_YOUR OBJECTIVE_
The expected output is a copy of every line in the records with the string "PartialEq".

======== INPUT ========

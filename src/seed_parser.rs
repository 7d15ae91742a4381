//! Tokenizer for seed `_Main.sql` content (§4.5).
//!
//! Recognizes quoted strings (`'...'`, escaped `''`), bracketed identifiers (`[...]`,
//! escaped `]]`), and block comments (`/* ... */`) as inert regions -- a `--#` that
//! appears inside one of these is just text, not a directive. Everything else is
//! scanned line by line looking for a `--# DIRECTIVE` at the start of the line
//! (leading whitespace tolerated). Unterminated strings/brackets/comments run to EOF
//! rather than erroring, matching the teacher's tolerant-scanner style in
//! `refinery_core::util`.
//!
//! Batch splitting itself is not this module's job: raw per-module text is handed to
//! the caller-supplied [`crate::preprocess::Preprocessor`] once a module is closed out
//! (§1, out-of-scope T-SQL preprocessor).

use crate::preprocess::Preprocessor;
use crate::seed::{SeedModule, WORKER_ALL, WORKER_ANY};

#[derive(Debug, Clone, PartialEq, Eq, thiserror::Error)]
pub enum SeedParseError {
    #[error("--# MODULE requires exactly one argument")]
    ModuleArgumentCount,
    #[error("--# WORKER requires exactly one argument")]
    WorkerArgumentCount,
    #[error("--# WORKER value must be 'all' or 'any', got {0:?}")]
    InvalidWorkerValue(String),
    #[error("--# {0} requires at least one argument")]
    DirectiveMissingArguments(&'static str),
    #[error("unknown directive --# {0}")]
    UnknownDirective(String),
}

#[derive(Clone, Copy, PartialEq, Eq)]
enum Mode {
    Normal,
    Str,
    Bracket,
    Comment,
}

struct ModuleBuilder {
    name: String,
    worker_id: i32,
    provides: std::collections::BTreeSet<String>,
    requires: std::collections::BTreeSet<String>,
    raw: String,
}

impl ModuleBuilder {
    fn new(name: impl Into<String>) -> Self {
        ModuleBuilder {
            name: name.into(),
            worker_id: WORKER_ANY,
            provides: std::collections::BTreeSet::new(),
            requires: std::collections::BTreeSet::new(),
            raw: String::new(),
        }
    }
}

/// Parses seed source text into an ordered list of [`SeedModule`]s. Module order
/// follows first appearance in the source; reopening a `MODULE` later in the file
/// appends to its existing raw text rather than starting a new entry.
pub fn parse_seed(input: &str, preprocessor: &dyn Preprocessor) -> Result<Vec<SeedModule>, SeedParseError> {
    let chars: Vec<char> = input.chars().collect();
    let n = chars.len();

    let mut order: Vec<String> = vec![crate::seed::INIT_MODULE.to_string()];
    let mut builders: Vec<ModuleBuilder> = vec![ModuleBuilder::new(crate::seed::INIT_MODULE)];
    let mut current: usize = 0;

    let mut mode = Mode::Normal;
    let mut i = 0usize;
    let mut at_line_start = true;

    while i < n {
        if mode == Mode::Normal && at_line_start {
            if let Some(line_end) = directive_line_end(&chars, i, n) {
                let line: String = chars[i..line_end].iter().collect();
                apply_directive(&line, &mut order, &mut builders, &mut current)?;
                i = line_end;
                if i < n && chars[i] == '\n' {
                    i += 1;
                }
                at_line_start = true;
                continue;
            }
        }

        let c = chars[i];
        match mode {
            Mode::Normal => {
                if c == '\'' {
                    builders[current].raw.push(c);
                    mode = Mode::Str;
                    i += 1;
                } else if c == '[' {
                    builders[current].raw.push(c);
                    mode = Mode::Bracket;
                    i += 1;
                } else if c == '/' && chars.get(i + 1) == Some(&'*') {
                    builders[current].raw.push('/');
                    builders[current].raw.push('*');
                    mode = Mode::Comment;
                    i += 2;
                } else {
                    builders[current].raw.push(c);
                    i += 1;
                }
            }
            Mode::Str => {
                if c == '\'' {
                    if chars.get(i + 1) == Some(&'\'') {
                        builders[current].raw.push_str("''");
                        i += 2;
                    } else {
                        builders[current].raw.push('\'');
                        mode = Mode::Normal;
                        i += 1;
                    }
                } else {
                    builders[current].raw.push(c);
                    i += 1;
                }
            }
            Mode::Bracket => {
                if c == ']' {
                    if chars.get(i + 1) == Some(&']') {
                        builders[current].raw.push_str("]]");
                        i += 2;
                    } else {
                        builders[current].raw.push(']');
                        mode = Mode::Normal;
                        i += 1;
                    }
                } else {
                    builders[current].raw.push(c);
                    i += 1;
                }
            }
            Mode::Comment => {
                if c == '*' && chars.get(i + 1) == Some(&'/') {
                    builders[current].raw.push_str("*/");
                    mode = Mode::Normal;
                    i += 2;
                } else {
                    builders[current].raw.push(c);
                    i += 1;
                }
            }
        }

        at_line_start = c == '\n';
    }

    Ok(order
        .into_iter()
        .map(|name| {
            let idx = builders.iter().position(|b| b.name == name).expect("registered module");
            let b = &builders[idx];
            SeedModule {
                name: b.name.clone(),
                worker_id: b.worker_id,
                batches: preprocessor.expand(&b.raw),
                provides: b.provides.clone(),
                requires: b.requires.clone(),
            }
        })
        .collect())
}

/// If the text starting at `i` (the start of a line) is a `--#` directive once leading
/// whitespace is skipped, returns the index of the end of that line (exclusive of the
/// trailing newline, if any).
fn directive_line_end(chars: &[char], i: usize, n: usize) -> Option<usize> {
    let mut j = i;
    while j < n && (chars[j] == ' ' || chars[j] == '\t') {
        j += 1;
    }
    if j + 3 <= n && chars[j] == '-' && chars[j + 1] == '-' && chars[j + 2] == '#' {
        let mut end = j;
        while end < n && chars[end] != '\n' {
            end += 1;
        }
        Some(end)
    } else {
        None
    }
}

fn apply_directive(
    line: &str,
    order: &mut Vec<String>,
    builders: &mut Vec<ModuleBuilder>,
    current: &mut usize,
) -> Result<(), SeedParseError> {
    let body = line.trim_start().trim_start_matches("--#").trim_start();
    let (keyword, rest) = match body.split_once(|c: char| c.is_whitespace() || c == ':') {
        Some((k, r)) => (k, r.trim_start_matches(':').trim()),
        None => (body, ""),
    };
    let args: Vec<&str> = rest.split_whitespace().collect();

    match keyword.to_ascii_uppercase().as_str() {
        "MODULE" => {
            if args.len() != 1 {
                return Err(SeedParseError::ModuleArgumentCount);
            }
            let name = args[0];
            if let Some(idx) = builders.iter().position(|b| b.name.eq_ignore_ascii_case(name)) {
                *current = idx;
            } else {
                builders.push(ModuleBuilder::new(name));
                order.push(name.to_string());
                *current = builders.len() - 1;
            }
        }
        "PROVIDES" => {
            if args.is_empty() {
                return Err(SeedParseError::DirectiveMissingArguments("PROVIDES"));
            }
            for a in args {
                builders[*current].provides.insert(a.to_string());
            }
        }
        "REQUIRES" => {
            if args.is_empty() {
                return Err(SeedParseError::DirectiveMissingArguments("REQUIRES"));
            }
            for a in args {
                builders[*current].requires.insert(a.to_string());
            }
        }
        "WORKER" => {
            if args.len() != 1 {
                return Err(SeedParseError::WorkerArgumentCount);
            }
            builders[*current].worker_id = match args[0].to_ascii_lowercase().as_str() {
                "all" => WORKER_ALL,
                "any" => WORKER_ANY,
                other => return Err(SeedParseError::InvalidWorkerValue(other.to_string())),
            };
        }
        other => return Err(SeedParseError::UnknownDirective(other.to_string())),
    }
    Ok(())
}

========

_THE ANSWER_
#[derive(Debug, Clone, PartialEq, Eq, thiserror::Error)]
#[derive(Clone, Copy, PartialEq, Eq)]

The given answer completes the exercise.